*** Data to examine ***

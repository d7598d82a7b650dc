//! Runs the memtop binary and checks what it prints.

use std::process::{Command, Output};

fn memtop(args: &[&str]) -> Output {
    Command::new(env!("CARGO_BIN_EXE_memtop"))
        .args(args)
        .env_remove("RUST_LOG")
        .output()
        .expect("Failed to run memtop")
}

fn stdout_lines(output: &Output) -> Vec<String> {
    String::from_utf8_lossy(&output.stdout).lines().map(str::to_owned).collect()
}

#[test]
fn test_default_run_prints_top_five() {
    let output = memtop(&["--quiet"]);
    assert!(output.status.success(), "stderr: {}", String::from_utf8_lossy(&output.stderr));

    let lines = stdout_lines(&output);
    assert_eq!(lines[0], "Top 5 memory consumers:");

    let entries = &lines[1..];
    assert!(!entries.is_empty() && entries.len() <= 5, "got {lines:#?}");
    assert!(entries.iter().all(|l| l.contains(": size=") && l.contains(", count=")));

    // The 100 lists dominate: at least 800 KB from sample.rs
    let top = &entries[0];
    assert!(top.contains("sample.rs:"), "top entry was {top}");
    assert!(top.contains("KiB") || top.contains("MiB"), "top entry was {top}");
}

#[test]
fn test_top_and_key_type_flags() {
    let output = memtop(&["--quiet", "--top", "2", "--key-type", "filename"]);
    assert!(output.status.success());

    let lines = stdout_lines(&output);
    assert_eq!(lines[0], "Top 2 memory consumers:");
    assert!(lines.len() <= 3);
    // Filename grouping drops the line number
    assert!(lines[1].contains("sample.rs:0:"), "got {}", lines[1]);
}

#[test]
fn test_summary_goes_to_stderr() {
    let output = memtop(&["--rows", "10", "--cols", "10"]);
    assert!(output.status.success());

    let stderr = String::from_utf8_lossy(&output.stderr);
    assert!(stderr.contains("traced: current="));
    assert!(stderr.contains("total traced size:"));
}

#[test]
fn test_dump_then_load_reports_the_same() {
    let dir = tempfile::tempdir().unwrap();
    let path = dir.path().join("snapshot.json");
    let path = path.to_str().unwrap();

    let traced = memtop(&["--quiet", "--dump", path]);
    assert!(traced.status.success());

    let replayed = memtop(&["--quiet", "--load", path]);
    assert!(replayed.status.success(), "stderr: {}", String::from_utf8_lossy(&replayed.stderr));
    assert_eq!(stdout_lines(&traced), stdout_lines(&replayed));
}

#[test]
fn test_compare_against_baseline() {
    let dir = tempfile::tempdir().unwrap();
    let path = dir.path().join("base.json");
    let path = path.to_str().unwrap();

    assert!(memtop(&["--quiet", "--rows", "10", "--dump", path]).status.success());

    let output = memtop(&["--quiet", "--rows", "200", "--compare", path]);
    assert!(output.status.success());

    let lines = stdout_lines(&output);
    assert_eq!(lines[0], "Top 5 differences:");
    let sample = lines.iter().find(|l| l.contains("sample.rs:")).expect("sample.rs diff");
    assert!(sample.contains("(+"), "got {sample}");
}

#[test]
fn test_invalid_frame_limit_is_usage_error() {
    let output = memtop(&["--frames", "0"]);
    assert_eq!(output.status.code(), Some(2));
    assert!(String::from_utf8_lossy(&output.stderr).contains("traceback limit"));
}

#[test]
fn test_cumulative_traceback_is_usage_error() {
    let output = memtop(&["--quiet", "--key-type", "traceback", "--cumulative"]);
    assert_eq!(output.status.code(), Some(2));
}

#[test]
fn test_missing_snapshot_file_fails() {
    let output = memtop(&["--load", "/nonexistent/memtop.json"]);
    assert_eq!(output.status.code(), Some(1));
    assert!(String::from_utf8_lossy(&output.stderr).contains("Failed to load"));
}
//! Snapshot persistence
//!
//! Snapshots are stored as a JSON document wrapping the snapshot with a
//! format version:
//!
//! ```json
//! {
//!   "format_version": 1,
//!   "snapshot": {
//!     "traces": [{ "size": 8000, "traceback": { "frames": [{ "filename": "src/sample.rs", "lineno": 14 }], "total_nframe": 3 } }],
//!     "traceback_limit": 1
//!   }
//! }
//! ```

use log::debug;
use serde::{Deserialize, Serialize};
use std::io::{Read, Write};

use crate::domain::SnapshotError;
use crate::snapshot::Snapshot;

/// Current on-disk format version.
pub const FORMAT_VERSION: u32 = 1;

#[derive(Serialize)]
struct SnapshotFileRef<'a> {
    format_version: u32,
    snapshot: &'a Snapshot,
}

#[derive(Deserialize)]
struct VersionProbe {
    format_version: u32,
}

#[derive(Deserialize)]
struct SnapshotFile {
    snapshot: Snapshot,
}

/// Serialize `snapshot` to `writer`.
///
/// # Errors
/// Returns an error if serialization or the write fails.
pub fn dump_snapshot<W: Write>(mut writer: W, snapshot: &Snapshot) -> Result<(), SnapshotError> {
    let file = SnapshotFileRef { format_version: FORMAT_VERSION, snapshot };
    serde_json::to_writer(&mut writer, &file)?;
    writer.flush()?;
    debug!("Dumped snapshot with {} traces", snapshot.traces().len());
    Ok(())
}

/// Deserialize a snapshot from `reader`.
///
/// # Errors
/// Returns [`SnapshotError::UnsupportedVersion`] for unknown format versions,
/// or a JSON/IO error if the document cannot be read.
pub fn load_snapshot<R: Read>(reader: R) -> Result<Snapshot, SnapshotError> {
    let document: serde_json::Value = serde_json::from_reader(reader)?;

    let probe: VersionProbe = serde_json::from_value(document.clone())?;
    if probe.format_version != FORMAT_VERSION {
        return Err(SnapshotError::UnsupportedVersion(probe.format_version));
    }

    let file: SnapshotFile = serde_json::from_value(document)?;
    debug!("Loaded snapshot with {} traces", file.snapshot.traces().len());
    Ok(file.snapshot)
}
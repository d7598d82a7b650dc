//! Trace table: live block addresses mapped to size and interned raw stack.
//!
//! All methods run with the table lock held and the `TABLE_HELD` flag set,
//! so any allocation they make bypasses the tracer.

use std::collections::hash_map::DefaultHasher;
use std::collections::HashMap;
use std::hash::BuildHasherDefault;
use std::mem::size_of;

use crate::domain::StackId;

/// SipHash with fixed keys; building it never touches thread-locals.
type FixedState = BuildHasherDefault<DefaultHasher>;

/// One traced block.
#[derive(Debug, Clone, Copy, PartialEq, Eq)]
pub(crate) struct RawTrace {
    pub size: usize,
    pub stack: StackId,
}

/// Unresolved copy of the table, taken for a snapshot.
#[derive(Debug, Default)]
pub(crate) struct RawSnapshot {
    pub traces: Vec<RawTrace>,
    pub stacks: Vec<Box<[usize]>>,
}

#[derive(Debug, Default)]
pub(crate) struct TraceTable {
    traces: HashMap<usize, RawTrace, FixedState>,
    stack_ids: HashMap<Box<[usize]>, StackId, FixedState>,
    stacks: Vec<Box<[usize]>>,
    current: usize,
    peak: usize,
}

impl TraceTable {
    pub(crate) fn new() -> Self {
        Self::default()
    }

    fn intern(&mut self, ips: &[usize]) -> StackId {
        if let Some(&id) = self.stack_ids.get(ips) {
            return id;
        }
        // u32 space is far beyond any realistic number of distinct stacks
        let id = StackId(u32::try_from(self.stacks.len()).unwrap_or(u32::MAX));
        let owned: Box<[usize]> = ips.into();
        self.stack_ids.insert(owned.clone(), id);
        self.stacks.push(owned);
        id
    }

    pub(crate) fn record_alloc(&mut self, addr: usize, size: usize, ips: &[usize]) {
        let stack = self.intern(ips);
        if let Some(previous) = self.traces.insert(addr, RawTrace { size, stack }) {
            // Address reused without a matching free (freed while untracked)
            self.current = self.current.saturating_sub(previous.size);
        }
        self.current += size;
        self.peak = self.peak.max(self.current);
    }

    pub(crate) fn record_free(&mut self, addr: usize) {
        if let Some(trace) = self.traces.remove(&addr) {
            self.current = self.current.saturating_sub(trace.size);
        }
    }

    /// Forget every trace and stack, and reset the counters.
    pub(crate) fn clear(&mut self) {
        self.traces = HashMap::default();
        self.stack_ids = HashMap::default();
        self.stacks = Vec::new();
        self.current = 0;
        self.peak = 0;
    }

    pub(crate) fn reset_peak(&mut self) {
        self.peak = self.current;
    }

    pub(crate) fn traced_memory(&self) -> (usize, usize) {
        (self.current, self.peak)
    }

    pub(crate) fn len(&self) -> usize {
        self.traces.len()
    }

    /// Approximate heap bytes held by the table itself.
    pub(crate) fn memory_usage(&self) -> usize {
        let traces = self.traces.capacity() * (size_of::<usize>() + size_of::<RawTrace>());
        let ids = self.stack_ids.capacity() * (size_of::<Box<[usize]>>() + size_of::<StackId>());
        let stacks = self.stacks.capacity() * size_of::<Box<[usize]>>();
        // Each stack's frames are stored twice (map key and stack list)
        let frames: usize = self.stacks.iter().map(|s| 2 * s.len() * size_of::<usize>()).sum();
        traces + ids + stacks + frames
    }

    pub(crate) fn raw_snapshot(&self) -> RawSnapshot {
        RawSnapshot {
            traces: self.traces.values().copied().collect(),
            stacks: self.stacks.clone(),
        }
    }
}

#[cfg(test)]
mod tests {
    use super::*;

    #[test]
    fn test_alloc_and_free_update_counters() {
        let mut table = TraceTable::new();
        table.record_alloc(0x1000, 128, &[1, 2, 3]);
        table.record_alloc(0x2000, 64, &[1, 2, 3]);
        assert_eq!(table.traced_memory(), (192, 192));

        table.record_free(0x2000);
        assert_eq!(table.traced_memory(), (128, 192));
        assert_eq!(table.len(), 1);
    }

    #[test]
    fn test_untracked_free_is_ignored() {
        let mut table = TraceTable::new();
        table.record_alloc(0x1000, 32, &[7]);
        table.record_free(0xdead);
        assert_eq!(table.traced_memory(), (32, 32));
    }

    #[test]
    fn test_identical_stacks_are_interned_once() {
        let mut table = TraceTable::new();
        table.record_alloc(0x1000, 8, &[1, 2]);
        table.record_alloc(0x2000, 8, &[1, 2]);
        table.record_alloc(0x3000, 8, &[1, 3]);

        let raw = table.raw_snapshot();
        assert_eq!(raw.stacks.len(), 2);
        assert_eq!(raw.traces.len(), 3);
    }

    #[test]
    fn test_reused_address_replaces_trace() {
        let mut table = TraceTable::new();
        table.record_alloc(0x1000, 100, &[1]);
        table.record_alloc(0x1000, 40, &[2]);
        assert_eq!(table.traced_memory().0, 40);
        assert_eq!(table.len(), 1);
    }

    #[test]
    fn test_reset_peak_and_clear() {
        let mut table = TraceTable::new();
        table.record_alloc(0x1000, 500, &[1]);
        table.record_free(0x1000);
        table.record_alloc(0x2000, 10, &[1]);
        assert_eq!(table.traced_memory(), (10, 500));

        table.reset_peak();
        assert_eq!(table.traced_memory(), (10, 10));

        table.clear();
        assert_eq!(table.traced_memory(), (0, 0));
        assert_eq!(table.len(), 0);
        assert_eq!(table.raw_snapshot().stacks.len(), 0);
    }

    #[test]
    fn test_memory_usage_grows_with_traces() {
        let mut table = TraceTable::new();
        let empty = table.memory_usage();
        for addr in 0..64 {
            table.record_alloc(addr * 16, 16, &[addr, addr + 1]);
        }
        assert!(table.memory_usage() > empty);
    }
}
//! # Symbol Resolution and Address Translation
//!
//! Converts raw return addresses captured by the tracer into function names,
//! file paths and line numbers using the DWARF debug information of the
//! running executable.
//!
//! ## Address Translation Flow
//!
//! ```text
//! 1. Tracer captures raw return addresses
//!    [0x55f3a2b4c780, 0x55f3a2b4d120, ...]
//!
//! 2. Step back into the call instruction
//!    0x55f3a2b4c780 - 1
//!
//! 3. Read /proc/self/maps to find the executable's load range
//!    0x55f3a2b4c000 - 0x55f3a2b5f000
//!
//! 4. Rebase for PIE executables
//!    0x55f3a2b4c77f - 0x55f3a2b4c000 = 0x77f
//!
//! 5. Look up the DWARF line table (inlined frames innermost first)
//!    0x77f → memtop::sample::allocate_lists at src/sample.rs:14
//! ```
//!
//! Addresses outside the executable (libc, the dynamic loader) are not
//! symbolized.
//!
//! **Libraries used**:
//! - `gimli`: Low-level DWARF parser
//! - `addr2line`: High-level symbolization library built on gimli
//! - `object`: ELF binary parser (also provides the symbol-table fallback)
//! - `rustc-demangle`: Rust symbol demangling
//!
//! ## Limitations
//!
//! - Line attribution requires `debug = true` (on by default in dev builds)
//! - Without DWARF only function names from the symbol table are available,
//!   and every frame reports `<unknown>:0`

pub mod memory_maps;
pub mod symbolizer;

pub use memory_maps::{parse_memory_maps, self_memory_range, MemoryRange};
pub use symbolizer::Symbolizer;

***

(Exercise objective) Pull out every line holding "consumers" from the records above, and copy it.

(Answer)
    assert_eq!(lines[0], "Top 5 memory consumers:");
    assert_eq!(lines[0], "Top 2 memory consumers:");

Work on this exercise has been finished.